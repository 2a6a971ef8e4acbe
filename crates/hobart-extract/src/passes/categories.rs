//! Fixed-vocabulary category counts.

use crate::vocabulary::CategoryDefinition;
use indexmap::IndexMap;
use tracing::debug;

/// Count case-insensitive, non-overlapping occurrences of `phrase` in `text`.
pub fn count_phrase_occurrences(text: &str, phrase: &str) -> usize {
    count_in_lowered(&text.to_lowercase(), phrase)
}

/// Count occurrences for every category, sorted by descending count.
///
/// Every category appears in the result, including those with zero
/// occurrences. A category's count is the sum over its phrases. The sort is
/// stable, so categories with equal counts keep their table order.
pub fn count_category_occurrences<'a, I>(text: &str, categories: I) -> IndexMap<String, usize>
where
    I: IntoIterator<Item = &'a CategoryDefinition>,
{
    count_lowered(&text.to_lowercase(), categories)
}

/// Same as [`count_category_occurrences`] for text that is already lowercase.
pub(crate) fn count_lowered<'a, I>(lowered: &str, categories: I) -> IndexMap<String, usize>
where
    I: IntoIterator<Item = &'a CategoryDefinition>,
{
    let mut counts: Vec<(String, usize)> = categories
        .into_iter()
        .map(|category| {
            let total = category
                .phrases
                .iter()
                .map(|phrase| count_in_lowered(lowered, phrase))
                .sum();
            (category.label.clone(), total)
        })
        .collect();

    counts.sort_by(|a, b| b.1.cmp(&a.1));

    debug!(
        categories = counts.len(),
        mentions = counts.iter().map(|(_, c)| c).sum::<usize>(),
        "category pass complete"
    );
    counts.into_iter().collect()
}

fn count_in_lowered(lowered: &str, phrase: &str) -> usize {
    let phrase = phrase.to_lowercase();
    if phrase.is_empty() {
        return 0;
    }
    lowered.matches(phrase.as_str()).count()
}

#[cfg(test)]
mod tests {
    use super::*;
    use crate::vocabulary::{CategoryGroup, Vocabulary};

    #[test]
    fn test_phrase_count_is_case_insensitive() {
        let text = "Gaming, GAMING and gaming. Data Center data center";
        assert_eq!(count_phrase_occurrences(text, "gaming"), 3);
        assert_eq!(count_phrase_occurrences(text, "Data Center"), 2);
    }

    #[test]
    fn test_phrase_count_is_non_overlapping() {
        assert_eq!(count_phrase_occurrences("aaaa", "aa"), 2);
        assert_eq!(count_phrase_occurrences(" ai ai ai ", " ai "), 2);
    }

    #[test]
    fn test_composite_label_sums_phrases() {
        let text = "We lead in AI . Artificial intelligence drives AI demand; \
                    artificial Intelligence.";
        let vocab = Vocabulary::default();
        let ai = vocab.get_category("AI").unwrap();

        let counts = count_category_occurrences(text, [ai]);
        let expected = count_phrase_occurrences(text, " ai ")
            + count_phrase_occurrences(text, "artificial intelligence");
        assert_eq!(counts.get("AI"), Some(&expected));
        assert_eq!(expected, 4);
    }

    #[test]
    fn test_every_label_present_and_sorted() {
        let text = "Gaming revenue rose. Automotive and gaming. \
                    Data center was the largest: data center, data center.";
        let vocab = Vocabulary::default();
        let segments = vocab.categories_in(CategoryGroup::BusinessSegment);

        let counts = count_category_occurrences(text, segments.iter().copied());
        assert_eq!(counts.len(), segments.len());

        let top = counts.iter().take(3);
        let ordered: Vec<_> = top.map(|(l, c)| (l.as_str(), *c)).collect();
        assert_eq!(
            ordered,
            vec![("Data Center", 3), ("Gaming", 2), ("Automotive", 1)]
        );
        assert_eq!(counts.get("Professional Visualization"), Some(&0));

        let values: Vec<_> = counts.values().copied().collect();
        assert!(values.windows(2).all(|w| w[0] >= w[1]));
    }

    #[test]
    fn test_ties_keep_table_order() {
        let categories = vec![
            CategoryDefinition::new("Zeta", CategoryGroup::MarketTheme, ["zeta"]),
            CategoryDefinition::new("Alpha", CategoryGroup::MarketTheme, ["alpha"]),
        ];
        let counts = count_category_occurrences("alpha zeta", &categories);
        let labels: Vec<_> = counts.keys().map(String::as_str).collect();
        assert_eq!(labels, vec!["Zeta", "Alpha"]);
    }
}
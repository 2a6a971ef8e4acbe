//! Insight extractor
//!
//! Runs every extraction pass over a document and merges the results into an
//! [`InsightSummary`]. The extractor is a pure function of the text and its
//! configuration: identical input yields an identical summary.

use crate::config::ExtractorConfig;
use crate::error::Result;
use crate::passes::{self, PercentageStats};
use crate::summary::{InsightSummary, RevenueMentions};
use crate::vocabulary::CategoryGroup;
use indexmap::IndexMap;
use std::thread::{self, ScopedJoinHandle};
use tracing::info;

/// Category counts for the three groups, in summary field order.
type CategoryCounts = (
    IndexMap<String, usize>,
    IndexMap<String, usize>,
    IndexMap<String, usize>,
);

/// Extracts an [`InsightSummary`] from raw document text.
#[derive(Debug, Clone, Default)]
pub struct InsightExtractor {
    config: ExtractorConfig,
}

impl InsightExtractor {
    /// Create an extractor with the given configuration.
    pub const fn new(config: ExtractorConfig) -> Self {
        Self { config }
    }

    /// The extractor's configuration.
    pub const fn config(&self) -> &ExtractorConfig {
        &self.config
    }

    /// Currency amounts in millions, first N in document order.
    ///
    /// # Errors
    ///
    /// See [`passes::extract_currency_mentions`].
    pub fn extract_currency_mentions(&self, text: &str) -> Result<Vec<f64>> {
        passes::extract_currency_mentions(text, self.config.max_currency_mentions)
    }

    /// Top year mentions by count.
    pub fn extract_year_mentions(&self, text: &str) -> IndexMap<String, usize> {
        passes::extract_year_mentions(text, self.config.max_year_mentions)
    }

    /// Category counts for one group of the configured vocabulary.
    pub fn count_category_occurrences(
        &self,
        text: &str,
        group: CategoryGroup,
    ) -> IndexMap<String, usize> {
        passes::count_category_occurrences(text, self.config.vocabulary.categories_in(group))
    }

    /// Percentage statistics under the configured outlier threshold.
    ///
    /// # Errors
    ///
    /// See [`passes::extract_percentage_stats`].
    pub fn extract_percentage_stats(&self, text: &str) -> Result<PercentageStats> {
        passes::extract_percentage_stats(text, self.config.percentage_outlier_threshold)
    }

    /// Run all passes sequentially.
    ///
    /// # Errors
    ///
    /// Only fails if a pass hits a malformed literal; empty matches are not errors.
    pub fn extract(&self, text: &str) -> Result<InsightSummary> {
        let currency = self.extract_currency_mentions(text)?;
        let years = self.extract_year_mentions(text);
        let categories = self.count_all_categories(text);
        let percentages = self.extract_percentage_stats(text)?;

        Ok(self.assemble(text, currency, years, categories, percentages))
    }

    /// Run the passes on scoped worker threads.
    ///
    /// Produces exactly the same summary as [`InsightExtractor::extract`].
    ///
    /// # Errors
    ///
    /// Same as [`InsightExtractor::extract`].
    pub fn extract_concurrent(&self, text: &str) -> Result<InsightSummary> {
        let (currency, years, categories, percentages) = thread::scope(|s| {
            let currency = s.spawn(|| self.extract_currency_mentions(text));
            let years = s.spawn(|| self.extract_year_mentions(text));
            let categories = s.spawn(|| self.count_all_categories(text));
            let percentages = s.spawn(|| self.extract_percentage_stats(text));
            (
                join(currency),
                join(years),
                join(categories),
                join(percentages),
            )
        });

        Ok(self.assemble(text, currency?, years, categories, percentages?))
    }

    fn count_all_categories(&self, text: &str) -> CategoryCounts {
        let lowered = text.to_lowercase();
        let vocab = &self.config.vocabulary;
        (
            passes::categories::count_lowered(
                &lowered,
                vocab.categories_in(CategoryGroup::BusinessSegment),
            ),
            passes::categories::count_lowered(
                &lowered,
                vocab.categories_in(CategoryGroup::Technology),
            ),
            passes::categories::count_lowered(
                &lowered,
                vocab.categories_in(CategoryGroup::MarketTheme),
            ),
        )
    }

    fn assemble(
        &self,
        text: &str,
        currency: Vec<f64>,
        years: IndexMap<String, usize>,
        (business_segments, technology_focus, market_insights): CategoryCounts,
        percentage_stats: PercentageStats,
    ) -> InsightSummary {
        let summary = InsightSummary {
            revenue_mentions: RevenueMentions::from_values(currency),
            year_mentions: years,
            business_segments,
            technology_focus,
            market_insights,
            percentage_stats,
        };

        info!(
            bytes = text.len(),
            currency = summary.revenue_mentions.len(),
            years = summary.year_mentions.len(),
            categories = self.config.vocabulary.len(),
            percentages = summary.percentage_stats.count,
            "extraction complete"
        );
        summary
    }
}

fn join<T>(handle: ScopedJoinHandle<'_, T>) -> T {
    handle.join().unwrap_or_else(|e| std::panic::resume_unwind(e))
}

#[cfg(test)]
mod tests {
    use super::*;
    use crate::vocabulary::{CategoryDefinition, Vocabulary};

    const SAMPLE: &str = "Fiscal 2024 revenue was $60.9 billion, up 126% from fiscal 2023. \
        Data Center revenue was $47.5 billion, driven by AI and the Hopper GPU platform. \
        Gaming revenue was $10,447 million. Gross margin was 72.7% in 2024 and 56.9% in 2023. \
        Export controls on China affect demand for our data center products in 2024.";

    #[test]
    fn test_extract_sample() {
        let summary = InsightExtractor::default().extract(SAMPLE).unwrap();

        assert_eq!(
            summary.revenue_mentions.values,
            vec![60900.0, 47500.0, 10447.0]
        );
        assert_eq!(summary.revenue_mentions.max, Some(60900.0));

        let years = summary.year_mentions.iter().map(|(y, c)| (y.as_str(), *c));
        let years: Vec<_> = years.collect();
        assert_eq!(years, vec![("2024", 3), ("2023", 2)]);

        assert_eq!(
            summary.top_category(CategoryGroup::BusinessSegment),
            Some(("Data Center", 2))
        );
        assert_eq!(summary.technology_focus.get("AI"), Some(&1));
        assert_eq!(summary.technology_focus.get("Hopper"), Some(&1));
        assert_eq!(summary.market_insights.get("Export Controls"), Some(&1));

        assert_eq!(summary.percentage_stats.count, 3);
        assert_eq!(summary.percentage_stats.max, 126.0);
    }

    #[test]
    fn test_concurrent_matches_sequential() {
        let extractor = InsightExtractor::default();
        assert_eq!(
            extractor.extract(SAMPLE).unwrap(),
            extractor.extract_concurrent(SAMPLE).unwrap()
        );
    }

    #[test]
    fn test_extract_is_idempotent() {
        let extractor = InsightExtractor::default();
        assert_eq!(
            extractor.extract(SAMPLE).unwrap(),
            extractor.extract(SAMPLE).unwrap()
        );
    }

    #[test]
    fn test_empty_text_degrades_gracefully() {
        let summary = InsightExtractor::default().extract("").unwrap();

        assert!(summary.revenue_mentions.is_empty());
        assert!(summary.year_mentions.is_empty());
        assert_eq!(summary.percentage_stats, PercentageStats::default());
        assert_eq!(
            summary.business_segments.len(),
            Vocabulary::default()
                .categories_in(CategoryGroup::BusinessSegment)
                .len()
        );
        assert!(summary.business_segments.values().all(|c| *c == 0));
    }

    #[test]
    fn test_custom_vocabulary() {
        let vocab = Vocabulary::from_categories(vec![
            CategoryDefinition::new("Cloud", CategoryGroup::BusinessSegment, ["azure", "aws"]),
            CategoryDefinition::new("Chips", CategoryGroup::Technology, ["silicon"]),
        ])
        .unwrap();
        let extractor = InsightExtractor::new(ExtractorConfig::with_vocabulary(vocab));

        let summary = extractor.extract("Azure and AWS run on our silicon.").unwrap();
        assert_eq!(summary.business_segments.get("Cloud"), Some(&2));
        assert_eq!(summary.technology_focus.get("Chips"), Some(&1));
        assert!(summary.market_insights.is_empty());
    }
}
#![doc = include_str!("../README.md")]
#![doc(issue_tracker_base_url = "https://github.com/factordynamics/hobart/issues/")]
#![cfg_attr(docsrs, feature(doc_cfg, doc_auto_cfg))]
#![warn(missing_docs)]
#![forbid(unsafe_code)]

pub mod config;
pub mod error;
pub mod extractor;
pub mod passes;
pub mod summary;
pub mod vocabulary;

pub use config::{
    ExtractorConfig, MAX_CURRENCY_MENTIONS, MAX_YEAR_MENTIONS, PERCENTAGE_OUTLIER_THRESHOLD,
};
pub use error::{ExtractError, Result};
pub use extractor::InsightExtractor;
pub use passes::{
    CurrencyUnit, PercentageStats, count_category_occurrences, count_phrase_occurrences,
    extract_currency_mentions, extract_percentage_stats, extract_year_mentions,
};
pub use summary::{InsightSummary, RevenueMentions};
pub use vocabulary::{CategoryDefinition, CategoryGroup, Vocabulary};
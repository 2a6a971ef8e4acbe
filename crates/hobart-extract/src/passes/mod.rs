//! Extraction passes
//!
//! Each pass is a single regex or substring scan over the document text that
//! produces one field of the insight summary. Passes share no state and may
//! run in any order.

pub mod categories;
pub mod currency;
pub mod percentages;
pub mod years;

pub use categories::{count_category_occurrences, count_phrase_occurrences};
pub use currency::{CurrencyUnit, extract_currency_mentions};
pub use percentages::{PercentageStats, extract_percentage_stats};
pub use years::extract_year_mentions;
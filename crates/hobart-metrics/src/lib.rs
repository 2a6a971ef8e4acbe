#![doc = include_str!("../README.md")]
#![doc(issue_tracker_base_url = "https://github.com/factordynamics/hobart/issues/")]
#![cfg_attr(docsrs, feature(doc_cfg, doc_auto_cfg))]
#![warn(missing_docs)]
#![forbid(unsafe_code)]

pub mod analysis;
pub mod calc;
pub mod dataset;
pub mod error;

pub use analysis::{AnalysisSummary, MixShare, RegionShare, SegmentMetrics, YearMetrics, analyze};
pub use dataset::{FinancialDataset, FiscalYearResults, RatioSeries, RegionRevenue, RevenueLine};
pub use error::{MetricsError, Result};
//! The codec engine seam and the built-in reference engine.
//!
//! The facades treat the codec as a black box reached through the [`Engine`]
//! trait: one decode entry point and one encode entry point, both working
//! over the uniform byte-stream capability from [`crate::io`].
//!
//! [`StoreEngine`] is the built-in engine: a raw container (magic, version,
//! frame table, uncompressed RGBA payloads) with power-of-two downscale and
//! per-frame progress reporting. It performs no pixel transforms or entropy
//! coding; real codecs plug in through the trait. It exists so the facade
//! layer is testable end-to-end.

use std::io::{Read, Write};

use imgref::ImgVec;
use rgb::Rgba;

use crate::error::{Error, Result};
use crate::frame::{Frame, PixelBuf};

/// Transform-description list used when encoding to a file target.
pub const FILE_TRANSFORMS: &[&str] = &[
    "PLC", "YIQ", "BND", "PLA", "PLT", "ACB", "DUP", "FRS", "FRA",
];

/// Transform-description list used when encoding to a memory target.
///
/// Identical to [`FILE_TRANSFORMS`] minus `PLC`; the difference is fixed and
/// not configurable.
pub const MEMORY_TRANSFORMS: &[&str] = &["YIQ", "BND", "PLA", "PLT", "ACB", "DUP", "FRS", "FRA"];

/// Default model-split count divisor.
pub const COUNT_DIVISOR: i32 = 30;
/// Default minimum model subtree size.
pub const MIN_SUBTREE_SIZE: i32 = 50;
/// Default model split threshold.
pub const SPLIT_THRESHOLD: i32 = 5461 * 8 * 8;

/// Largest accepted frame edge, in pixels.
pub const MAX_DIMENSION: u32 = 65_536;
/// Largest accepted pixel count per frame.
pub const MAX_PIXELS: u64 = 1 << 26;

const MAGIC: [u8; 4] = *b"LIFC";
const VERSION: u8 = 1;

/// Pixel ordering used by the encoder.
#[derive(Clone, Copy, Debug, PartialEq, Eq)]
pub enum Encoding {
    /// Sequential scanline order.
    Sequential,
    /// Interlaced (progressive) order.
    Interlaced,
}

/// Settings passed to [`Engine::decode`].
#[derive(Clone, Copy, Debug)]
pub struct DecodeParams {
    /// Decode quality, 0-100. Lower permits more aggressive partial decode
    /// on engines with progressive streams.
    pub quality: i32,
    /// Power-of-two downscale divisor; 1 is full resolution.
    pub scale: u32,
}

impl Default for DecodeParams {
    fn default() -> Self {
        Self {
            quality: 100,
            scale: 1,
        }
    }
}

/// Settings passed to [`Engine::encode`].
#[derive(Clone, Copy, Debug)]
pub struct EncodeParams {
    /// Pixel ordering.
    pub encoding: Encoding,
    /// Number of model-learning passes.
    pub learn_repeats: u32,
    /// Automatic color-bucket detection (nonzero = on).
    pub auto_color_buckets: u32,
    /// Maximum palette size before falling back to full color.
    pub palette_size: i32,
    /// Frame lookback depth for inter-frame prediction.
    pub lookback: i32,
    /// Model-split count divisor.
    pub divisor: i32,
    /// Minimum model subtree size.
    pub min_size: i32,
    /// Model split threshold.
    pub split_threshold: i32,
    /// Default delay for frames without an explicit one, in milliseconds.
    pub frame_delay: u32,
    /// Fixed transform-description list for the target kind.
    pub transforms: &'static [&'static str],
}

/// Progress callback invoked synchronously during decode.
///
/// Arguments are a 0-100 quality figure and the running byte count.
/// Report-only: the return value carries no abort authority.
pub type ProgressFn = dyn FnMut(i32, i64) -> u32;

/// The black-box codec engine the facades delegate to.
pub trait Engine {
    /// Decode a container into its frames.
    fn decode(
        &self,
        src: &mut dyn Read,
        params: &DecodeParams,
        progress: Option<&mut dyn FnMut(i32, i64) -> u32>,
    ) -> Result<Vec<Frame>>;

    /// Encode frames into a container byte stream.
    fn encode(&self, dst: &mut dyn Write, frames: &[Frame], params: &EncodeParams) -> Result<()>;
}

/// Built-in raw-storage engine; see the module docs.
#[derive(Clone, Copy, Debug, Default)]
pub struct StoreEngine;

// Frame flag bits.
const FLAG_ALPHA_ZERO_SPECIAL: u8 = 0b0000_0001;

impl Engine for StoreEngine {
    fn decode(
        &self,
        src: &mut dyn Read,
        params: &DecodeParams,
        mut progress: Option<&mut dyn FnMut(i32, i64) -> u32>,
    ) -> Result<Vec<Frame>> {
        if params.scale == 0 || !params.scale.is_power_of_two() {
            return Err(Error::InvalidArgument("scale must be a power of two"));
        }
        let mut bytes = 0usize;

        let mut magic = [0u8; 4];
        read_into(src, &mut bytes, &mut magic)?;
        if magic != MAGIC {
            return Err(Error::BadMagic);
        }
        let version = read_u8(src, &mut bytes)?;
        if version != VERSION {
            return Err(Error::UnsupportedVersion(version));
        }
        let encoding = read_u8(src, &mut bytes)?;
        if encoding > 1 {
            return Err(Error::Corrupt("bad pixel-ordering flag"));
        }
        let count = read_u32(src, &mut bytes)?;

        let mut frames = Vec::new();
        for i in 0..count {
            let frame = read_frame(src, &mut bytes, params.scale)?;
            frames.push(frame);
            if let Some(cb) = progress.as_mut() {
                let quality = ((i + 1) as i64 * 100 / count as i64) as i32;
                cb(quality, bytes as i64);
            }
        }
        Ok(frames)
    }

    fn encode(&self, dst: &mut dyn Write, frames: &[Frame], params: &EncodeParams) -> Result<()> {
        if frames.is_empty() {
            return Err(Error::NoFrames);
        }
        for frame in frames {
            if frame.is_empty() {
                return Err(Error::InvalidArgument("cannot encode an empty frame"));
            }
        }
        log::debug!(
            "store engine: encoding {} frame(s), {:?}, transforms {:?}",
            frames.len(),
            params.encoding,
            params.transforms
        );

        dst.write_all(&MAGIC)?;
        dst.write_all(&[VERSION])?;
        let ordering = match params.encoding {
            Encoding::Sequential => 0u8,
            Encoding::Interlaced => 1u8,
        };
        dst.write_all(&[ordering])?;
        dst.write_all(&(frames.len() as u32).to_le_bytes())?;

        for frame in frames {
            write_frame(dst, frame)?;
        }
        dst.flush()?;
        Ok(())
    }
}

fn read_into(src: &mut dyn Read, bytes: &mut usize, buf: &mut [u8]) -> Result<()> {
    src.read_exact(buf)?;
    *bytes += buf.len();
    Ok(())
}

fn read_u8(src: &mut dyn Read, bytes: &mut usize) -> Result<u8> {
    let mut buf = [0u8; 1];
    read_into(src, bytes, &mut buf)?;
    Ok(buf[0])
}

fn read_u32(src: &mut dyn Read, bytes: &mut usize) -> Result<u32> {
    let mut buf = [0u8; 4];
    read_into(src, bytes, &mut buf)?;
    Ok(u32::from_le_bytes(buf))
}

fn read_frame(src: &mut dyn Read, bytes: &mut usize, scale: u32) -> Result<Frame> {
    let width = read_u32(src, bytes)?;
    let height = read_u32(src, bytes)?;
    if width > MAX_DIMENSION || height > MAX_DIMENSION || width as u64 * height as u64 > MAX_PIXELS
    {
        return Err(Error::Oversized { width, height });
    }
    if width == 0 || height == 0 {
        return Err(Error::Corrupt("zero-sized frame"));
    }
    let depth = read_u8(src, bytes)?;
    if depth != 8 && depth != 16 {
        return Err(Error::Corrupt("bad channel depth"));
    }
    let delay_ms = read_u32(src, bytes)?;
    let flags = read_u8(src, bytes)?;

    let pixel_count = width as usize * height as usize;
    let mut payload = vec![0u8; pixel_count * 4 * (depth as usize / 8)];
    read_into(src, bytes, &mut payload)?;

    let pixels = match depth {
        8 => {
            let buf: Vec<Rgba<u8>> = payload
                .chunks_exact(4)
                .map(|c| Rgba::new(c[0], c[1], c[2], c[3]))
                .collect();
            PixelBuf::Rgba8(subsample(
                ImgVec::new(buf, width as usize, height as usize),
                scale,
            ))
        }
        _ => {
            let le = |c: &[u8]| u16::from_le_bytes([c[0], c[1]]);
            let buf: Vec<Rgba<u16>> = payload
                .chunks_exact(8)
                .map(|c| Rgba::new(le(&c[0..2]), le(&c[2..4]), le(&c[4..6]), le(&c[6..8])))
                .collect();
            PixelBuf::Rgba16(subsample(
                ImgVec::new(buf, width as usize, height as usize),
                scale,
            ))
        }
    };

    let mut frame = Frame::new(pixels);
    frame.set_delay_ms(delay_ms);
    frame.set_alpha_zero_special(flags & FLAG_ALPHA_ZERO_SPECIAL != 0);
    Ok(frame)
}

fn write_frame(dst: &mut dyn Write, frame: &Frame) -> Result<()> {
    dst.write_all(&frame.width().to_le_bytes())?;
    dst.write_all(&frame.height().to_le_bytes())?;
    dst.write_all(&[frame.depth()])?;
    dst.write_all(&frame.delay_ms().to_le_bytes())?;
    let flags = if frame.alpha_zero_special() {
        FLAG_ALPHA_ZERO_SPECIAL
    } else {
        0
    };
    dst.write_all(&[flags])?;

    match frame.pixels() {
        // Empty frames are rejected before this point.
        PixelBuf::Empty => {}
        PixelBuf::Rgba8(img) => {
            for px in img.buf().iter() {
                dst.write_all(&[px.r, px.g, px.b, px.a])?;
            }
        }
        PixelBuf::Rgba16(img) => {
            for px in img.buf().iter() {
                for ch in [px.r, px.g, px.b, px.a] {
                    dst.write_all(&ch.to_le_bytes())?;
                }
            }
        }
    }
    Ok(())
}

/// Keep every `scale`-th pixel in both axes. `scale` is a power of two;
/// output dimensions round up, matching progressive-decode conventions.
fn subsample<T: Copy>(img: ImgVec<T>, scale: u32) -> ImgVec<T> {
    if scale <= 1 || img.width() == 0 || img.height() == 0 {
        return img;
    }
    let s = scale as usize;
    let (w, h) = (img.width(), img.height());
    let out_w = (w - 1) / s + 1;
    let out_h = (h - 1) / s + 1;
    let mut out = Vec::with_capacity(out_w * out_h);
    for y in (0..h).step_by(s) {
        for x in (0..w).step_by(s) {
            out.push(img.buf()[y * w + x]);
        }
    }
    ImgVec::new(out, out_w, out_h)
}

> _WHAT TO DO_
When the entries above show the word "filename" in a line, copy that line out.

> _COMPLETED EXERCISE_
filename crates/hobart-extract/src/passes/categories.rs
filename crates/hobart-extract/src/passes/mod.rs
filename crates/hobart-metrics/src/lib.rs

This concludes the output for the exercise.